◆ **THE PROBLEM**:
Pull every line of the entries that has the word "normalized".

(Saved data entries)
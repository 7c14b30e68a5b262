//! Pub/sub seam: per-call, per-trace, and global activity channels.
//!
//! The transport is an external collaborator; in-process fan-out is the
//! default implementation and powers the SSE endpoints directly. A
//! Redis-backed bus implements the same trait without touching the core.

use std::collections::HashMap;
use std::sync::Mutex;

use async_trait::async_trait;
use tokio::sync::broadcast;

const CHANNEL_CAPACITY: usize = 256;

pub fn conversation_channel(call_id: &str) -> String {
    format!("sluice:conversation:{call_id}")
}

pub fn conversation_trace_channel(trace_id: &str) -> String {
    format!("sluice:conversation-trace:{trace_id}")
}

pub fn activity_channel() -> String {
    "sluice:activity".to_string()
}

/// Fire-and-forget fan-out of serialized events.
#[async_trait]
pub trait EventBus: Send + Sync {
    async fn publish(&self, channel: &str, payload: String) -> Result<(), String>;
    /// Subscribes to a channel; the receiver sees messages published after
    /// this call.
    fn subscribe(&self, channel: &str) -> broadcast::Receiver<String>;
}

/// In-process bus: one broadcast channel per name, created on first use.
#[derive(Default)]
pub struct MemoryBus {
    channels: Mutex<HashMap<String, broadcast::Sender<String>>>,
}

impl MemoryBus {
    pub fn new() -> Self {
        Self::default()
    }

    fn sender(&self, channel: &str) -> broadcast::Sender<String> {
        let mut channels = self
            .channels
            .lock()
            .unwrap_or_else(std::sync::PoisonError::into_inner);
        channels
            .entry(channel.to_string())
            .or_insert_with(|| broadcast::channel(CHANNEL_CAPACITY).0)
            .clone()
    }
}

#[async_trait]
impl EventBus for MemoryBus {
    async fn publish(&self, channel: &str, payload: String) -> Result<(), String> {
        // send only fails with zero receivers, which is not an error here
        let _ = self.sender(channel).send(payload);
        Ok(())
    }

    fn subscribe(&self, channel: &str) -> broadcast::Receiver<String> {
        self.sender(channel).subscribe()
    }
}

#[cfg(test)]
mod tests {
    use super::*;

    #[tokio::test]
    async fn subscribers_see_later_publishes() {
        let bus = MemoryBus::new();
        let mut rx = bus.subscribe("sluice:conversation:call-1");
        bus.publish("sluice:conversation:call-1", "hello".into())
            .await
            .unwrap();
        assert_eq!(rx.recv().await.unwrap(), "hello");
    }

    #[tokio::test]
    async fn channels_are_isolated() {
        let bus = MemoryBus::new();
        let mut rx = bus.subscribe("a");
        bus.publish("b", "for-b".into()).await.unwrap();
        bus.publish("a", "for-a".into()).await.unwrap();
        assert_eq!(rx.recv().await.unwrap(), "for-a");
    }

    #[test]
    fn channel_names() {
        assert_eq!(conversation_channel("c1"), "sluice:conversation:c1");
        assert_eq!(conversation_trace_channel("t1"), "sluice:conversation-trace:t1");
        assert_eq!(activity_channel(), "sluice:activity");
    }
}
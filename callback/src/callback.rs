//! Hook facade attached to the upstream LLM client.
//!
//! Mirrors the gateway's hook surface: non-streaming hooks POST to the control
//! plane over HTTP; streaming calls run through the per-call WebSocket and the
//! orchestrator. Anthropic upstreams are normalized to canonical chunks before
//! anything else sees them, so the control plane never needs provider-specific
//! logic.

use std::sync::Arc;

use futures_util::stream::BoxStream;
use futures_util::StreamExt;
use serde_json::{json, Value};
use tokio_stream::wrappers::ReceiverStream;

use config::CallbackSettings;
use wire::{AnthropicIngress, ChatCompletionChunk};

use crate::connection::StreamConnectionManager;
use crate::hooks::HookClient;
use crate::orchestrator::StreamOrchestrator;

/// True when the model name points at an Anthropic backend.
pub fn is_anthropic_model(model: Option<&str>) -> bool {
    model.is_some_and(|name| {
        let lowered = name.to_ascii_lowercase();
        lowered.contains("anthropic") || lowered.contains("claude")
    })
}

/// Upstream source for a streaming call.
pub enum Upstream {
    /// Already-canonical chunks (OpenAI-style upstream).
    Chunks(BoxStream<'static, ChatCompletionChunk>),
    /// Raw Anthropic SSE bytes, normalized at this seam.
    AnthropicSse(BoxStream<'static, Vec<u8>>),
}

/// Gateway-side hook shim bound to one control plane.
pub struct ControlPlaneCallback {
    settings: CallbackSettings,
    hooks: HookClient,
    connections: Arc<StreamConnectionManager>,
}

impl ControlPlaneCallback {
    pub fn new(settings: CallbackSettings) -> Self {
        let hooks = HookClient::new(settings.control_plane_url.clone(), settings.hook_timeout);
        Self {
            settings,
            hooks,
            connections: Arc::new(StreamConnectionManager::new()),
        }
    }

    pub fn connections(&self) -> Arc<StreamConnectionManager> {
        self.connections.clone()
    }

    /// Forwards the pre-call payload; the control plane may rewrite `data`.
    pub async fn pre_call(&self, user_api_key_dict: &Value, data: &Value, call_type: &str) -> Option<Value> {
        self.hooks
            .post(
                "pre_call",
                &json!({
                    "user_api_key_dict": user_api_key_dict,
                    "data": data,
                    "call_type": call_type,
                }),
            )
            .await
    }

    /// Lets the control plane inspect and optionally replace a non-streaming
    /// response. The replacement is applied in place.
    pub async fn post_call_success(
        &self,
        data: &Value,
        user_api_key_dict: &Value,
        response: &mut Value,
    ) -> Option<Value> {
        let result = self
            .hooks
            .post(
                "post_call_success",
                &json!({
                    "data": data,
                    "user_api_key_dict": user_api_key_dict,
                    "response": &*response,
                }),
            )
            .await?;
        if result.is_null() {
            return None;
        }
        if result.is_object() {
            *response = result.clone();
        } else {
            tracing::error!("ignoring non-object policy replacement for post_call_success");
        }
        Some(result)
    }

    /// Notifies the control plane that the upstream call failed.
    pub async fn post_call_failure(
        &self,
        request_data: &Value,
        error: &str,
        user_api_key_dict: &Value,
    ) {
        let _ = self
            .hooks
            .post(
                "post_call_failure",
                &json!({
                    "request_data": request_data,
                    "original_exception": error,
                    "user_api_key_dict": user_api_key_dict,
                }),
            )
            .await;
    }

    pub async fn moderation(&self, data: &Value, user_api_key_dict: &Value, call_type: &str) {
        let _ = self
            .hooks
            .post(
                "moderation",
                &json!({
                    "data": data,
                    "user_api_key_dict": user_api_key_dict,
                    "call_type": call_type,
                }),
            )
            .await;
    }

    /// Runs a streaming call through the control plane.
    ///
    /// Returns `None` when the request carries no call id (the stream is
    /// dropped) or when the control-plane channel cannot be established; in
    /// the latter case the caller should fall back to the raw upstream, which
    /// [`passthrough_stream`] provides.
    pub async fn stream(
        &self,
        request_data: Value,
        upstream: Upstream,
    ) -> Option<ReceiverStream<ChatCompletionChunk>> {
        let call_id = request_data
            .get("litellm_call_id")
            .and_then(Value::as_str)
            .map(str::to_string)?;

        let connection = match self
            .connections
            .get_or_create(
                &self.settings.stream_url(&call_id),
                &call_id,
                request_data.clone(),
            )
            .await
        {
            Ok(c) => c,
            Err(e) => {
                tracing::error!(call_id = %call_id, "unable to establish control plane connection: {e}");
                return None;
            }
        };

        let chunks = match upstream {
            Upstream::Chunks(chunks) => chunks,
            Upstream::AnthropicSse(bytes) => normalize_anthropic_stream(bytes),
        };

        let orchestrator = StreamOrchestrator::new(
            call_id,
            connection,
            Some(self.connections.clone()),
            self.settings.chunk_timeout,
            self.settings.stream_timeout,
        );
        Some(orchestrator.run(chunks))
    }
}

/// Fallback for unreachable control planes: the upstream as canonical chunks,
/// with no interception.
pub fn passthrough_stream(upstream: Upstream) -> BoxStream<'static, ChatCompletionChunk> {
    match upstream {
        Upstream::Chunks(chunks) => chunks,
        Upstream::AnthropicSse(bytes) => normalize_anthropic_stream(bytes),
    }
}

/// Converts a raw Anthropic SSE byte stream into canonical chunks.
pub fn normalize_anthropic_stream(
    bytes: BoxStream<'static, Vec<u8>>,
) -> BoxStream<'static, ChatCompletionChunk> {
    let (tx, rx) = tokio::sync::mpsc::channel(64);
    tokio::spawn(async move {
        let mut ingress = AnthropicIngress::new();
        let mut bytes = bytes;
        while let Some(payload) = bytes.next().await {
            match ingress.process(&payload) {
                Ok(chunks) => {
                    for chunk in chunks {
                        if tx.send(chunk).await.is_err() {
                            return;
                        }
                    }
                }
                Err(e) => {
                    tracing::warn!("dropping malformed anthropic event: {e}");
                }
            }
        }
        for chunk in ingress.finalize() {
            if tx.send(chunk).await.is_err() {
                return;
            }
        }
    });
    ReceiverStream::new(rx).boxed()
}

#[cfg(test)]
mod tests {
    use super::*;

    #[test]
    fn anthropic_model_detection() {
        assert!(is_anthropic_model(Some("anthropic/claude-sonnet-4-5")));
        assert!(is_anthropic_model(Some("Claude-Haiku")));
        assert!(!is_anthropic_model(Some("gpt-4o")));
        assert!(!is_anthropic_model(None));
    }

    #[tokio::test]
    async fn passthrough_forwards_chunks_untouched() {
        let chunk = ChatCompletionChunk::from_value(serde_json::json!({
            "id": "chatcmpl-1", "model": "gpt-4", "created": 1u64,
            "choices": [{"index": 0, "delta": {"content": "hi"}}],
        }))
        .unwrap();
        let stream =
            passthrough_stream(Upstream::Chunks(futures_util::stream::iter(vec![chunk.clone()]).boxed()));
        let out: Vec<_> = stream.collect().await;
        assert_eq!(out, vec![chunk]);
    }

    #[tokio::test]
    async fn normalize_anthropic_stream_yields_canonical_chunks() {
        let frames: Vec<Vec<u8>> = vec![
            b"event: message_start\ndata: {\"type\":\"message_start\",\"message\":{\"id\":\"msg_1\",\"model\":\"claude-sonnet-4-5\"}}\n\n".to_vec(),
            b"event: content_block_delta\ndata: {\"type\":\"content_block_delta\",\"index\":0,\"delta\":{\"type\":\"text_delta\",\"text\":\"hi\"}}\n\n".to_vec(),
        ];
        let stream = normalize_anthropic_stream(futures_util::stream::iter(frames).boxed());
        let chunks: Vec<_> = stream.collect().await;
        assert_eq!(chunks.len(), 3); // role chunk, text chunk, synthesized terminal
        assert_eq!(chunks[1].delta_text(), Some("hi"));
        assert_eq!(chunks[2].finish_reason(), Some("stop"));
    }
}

◆ **RESULT OF THIS EXERCISE**:
//! orchestrator. Anthropic upstreams are normalized to canonical chunks before
    /// Raw Anthropic SSE bytes, normalized at this seam.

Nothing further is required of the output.